__EXERCISE BRIEF__
Within the entries below, every line containing "football" is to be copied.

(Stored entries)
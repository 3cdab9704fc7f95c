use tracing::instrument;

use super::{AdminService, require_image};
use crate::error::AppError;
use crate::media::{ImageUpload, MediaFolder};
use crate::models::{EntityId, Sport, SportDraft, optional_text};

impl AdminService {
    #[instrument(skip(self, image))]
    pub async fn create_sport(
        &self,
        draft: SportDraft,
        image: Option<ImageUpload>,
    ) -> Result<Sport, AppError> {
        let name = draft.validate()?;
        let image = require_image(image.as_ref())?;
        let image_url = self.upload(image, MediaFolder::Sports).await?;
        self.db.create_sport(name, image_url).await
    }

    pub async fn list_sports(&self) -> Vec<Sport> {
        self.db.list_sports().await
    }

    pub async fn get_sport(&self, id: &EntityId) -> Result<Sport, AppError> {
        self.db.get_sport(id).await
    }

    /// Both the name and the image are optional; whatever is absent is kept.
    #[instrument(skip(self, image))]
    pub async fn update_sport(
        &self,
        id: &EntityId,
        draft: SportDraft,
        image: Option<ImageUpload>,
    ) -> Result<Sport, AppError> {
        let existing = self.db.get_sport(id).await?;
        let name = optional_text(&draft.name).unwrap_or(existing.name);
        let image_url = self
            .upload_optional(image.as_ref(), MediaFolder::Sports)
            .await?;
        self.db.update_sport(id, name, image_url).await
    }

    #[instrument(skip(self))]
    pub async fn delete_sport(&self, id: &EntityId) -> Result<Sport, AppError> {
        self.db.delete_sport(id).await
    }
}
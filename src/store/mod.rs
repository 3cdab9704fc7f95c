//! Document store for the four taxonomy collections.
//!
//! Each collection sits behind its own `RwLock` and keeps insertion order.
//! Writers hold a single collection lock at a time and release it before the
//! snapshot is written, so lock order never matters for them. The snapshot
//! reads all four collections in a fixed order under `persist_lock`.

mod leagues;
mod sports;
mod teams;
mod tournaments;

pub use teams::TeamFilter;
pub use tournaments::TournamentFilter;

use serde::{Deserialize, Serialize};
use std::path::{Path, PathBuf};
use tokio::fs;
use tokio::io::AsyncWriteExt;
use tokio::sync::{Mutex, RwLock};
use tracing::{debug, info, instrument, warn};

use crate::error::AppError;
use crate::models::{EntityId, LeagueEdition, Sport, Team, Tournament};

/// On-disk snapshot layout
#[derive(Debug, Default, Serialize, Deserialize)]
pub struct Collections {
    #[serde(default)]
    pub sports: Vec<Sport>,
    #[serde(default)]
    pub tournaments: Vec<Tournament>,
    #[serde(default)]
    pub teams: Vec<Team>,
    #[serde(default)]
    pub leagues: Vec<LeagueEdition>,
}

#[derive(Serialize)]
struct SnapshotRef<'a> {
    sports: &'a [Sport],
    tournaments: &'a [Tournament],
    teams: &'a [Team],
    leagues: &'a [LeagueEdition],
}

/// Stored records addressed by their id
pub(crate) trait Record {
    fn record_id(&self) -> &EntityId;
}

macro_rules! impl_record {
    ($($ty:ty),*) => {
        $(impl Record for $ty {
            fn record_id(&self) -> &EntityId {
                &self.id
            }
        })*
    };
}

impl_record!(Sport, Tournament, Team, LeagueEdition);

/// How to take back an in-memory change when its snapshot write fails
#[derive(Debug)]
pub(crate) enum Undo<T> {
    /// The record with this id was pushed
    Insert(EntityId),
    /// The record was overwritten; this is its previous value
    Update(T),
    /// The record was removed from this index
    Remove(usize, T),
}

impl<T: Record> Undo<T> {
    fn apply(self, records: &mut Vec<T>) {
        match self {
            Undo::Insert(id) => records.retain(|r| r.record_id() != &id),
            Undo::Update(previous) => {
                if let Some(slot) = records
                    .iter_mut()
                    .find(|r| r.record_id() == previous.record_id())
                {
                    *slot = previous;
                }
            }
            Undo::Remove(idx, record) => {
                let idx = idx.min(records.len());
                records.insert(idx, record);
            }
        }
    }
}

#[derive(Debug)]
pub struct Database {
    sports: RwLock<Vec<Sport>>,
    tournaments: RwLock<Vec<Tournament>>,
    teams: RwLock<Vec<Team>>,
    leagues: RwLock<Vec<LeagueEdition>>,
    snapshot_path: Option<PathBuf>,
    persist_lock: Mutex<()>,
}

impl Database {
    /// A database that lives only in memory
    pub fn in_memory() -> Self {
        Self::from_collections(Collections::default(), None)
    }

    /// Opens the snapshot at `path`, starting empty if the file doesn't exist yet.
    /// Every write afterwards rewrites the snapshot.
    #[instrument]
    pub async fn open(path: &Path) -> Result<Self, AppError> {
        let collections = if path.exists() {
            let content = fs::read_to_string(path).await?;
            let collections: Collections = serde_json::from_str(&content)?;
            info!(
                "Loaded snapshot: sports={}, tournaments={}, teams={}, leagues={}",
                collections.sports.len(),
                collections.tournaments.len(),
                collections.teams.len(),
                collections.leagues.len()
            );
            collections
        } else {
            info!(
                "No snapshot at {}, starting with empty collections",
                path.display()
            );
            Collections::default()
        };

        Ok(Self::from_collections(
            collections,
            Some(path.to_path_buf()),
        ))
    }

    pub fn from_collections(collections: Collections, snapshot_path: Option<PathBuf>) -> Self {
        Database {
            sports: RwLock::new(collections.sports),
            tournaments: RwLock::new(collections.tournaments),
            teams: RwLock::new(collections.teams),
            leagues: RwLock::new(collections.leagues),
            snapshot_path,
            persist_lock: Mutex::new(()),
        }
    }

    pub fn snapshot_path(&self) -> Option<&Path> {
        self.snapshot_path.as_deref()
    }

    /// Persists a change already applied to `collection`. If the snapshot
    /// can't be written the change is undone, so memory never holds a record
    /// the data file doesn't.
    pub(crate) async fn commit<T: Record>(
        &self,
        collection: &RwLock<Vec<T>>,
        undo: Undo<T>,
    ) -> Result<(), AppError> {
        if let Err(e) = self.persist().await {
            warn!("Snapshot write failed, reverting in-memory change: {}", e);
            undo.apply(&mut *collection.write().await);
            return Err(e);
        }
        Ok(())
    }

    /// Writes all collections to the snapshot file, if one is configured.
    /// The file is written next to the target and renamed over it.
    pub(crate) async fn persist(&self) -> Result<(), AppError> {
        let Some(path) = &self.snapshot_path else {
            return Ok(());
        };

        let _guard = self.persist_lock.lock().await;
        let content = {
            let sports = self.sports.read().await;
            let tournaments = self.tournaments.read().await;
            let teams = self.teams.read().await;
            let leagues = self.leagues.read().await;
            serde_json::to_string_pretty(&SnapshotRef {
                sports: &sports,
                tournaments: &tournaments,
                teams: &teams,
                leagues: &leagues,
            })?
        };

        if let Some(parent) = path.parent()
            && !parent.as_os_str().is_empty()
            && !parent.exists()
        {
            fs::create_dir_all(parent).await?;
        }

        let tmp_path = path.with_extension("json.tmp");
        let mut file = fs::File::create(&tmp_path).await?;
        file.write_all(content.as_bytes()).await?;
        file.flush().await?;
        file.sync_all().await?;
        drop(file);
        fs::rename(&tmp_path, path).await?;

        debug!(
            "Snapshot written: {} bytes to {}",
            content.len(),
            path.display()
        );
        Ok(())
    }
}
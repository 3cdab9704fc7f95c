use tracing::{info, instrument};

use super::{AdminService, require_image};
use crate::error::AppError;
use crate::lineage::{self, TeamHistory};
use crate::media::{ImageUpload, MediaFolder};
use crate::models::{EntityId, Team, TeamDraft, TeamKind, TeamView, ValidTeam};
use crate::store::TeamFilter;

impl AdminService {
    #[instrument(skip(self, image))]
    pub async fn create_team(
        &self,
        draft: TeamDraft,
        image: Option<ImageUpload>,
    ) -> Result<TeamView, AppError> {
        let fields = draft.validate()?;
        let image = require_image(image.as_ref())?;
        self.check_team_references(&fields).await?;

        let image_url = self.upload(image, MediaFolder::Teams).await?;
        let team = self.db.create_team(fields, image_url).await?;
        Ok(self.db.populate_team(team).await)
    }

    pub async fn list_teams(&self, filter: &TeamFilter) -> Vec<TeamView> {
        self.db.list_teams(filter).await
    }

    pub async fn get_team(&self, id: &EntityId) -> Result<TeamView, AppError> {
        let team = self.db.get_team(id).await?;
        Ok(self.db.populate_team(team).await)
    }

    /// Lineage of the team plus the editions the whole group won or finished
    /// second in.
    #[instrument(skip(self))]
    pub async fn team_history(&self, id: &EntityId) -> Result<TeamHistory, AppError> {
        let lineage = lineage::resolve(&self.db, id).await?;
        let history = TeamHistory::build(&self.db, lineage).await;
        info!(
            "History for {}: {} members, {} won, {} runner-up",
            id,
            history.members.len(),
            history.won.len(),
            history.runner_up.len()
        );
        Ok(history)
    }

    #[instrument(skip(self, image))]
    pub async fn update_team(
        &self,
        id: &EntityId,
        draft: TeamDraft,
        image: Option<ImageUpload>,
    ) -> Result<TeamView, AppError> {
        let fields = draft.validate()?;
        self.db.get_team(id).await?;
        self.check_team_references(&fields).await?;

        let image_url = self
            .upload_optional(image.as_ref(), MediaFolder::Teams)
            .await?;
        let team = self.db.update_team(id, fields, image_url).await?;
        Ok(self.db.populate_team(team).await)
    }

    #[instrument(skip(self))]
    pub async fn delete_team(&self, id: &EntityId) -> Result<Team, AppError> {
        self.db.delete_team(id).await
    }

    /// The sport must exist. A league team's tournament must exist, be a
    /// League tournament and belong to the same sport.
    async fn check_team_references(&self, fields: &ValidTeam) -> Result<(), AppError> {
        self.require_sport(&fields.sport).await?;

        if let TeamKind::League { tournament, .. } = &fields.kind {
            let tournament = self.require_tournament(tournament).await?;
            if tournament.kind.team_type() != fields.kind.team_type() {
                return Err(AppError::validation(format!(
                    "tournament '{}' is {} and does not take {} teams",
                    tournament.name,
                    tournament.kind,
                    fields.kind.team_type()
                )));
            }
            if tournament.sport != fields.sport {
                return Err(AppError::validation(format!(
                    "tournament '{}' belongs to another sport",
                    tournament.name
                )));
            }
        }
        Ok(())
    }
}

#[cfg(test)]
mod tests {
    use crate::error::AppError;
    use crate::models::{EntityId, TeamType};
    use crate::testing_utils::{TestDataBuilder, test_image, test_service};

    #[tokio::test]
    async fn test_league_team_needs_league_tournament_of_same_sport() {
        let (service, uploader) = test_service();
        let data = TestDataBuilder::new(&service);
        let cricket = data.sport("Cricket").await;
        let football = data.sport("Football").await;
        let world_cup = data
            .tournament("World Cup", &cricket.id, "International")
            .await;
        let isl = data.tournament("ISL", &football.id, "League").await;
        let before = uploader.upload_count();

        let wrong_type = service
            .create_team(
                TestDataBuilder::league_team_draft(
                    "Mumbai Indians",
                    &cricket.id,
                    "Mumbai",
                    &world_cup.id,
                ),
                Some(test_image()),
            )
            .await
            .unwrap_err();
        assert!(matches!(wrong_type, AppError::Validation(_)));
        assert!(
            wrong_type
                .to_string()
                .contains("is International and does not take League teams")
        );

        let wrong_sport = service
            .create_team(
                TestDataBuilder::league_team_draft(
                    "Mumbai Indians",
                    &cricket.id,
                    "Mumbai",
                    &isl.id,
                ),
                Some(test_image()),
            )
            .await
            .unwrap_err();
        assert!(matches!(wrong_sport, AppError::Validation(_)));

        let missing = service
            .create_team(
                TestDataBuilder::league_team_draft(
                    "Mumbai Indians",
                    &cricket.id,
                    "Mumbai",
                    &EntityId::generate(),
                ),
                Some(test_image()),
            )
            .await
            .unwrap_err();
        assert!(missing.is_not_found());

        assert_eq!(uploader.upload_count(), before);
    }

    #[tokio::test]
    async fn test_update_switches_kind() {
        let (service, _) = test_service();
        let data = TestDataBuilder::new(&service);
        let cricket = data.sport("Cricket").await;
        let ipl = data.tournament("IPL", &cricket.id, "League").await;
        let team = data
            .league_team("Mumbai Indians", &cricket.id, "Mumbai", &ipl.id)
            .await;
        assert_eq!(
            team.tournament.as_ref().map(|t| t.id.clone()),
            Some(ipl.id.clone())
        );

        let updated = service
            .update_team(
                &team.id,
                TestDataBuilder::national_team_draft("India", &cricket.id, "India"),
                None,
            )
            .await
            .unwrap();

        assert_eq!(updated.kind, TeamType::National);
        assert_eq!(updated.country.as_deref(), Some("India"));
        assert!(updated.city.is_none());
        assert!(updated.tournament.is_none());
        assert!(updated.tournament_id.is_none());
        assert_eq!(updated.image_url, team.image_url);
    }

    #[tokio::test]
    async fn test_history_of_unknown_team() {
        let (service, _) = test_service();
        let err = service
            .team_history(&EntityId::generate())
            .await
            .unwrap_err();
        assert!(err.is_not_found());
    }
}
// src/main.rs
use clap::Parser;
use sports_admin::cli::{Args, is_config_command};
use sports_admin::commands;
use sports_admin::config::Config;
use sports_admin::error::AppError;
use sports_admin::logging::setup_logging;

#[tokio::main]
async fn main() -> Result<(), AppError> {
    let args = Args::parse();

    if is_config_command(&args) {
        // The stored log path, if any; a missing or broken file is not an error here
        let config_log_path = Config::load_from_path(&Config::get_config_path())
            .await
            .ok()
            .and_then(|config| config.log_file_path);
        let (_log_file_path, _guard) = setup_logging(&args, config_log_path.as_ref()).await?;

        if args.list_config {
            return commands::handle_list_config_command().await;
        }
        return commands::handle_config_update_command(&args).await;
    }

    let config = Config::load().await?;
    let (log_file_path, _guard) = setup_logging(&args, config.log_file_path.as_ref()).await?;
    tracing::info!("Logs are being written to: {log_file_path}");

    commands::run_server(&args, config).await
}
==
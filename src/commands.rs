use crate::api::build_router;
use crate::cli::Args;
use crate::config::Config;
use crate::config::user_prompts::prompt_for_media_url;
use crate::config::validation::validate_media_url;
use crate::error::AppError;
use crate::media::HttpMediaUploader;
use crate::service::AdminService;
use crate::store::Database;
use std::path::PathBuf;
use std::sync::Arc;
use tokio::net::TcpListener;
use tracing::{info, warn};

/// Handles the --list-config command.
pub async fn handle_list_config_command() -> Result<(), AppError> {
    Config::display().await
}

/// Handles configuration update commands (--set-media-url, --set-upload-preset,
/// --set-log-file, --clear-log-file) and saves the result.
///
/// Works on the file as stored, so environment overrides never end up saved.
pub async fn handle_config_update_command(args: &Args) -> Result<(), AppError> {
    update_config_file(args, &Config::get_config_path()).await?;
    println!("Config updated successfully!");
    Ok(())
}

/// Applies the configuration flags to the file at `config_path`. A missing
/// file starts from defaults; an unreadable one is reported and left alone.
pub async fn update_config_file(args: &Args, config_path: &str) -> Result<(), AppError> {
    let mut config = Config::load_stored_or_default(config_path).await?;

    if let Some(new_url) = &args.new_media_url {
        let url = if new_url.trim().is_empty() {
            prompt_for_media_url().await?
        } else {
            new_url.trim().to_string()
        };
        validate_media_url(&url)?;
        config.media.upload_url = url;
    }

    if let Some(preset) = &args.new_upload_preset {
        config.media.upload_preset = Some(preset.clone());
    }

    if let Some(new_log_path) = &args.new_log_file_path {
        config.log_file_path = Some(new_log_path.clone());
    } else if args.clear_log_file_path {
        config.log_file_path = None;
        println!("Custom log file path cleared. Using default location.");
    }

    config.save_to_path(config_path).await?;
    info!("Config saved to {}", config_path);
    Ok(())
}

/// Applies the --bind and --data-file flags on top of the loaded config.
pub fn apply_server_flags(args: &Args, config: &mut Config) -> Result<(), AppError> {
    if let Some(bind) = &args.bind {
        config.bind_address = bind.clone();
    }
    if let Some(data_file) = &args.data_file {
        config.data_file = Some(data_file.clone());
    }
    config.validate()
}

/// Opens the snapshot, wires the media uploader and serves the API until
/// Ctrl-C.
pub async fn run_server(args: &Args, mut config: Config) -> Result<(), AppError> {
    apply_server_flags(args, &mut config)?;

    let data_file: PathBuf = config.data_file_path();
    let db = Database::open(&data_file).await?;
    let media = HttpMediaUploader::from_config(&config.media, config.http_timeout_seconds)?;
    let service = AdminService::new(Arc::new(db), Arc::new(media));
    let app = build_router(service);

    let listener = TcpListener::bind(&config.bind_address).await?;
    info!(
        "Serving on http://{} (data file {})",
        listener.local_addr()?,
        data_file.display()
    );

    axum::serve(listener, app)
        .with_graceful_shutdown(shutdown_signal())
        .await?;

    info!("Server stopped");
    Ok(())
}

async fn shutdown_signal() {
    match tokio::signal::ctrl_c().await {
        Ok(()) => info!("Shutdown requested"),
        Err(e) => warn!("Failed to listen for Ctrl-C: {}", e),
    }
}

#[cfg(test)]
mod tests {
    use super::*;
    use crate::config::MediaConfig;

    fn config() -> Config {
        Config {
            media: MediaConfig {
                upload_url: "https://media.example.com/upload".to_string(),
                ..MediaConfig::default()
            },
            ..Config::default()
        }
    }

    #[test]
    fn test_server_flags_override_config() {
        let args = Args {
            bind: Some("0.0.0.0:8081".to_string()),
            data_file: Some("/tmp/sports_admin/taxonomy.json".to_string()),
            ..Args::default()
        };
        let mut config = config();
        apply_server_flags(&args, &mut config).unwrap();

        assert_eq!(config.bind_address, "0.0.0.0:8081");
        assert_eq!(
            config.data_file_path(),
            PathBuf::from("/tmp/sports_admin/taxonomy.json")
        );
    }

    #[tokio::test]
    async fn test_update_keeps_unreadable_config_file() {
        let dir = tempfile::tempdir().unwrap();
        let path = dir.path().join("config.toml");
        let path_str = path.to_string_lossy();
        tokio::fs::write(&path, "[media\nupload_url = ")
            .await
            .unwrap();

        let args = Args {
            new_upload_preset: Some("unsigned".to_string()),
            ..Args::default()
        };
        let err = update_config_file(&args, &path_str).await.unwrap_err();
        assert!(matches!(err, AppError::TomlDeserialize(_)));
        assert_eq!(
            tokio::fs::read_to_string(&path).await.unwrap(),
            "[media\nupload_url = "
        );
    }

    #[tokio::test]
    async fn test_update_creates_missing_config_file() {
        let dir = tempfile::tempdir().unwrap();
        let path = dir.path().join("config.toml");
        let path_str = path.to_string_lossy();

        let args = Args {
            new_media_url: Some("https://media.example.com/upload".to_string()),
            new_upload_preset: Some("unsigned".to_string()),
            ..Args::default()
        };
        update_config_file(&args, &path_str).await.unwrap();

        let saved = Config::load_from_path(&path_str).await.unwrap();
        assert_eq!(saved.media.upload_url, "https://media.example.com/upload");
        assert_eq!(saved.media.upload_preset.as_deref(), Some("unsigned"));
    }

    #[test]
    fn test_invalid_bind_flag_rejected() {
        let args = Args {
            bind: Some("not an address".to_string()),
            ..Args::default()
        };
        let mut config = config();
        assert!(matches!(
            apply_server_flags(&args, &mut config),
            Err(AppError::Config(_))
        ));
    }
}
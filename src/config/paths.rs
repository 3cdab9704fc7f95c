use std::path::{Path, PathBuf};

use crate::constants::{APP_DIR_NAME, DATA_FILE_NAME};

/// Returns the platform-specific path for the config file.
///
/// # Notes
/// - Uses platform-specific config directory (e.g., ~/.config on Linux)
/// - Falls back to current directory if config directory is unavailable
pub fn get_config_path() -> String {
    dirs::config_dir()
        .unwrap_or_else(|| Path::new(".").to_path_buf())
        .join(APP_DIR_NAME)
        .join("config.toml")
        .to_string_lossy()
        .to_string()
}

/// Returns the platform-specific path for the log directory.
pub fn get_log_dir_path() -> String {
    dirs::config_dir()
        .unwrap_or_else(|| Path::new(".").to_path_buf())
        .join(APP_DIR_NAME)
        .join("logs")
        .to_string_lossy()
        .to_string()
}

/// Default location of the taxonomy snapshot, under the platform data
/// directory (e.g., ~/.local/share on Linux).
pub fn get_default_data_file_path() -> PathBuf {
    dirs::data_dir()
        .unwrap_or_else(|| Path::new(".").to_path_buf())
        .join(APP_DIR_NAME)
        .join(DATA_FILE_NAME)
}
* * *
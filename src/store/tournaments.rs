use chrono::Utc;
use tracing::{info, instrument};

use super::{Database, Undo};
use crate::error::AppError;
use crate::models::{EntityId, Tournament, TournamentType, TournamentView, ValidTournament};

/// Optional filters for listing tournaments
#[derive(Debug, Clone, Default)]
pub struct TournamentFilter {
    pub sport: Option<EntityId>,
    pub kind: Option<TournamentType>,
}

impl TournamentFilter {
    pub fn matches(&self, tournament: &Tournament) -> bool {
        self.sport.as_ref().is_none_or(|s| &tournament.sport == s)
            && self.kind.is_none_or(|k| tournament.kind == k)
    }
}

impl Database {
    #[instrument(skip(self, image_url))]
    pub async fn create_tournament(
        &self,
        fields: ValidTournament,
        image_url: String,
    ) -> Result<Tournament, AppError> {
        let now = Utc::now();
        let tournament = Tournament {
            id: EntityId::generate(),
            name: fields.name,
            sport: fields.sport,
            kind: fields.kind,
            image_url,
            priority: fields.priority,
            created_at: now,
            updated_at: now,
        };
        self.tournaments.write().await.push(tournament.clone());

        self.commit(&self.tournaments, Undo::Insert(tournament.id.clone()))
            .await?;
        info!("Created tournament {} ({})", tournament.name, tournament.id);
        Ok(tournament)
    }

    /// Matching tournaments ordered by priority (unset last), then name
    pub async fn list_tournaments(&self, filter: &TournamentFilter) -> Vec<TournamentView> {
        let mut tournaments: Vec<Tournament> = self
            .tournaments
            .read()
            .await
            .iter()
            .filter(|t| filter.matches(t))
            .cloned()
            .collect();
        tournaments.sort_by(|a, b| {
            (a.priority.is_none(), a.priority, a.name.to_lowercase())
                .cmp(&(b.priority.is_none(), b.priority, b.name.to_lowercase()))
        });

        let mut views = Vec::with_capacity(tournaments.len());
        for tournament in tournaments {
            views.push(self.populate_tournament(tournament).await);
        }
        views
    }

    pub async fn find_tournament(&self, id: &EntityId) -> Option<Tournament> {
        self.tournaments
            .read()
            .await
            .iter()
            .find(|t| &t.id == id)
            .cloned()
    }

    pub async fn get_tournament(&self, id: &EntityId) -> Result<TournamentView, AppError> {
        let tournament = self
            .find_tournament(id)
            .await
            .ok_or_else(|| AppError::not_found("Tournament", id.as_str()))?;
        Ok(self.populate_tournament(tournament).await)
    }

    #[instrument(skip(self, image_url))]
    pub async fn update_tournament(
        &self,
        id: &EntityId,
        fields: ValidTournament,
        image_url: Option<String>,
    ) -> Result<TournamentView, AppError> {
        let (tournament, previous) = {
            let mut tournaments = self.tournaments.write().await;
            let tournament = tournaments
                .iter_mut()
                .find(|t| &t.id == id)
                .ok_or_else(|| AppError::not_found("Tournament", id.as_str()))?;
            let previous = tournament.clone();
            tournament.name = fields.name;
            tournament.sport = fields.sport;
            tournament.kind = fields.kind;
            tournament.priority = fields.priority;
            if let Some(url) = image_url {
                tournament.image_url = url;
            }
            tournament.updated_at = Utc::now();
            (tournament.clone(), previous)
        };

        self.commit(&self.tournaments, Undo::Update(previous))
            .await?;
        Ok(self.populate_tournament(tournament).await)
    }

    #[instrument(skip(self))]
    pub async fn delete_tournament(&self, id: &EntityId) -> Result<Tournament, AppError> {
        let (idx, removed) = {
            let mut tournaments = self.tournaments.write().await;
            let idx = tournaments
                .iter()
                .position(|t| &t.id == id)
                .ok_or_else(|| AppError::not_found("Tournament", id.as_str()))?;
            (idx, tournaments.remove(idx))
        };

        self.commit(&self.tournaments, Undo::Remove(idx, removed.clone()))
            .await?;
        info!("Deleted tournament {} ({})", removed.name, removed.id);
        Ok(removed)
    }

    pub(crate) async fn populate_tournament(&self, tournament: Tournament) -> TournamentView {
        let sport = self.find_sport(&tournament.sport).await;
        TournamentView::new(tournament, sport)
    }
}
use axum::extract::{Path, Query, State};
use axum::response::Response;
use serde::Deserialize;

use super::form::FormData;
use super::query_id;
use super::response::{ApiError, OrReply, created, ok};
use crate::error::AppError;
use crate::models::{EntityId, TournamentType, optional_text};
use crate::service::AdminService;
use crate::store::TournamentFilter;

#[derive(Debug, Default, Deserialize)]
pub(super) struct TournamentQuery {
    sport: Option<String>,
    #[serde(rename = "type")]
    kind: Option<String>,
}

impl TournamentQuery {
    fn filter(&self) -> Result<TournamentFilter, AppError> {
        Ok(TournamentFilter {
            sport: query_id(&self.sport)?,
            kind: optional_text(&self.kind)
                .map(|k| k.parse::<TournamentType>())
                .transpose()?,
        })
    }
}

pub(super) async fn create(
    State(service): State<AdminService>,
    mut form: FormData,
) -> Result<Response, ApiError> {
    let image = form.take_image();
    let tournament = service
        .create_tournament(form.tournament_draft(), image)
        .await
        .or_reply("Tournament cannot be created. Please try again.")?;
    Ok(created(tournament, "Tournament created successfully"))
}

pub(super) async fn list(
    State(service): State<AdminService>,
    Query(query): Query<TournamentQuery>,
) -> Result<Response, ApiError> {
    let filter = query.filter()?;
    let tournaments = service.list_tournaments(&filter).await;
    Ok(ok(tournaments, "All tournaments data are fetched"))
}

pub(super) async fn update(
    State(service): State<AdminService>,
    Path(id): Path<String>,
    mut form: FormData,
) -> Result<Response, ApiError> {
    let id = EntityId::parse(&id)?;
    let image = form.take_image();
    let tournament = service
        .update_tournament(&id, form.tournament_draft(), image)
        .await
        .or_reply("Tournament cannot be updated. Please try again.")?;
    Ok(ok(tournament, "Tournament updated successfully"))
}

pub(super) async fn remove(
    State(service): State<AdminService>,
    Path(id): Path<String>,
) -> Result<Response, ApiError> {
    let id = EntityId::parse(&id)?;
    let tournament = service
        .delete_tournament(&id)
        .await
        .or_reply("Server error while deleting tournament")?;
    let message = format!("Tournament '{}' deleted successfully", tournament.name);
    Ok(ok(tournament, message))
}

__ANSWER SECTION__
        let football = data.sport("Football").await;
        let isl = data.tournament("ISL", &football.id, "League").await;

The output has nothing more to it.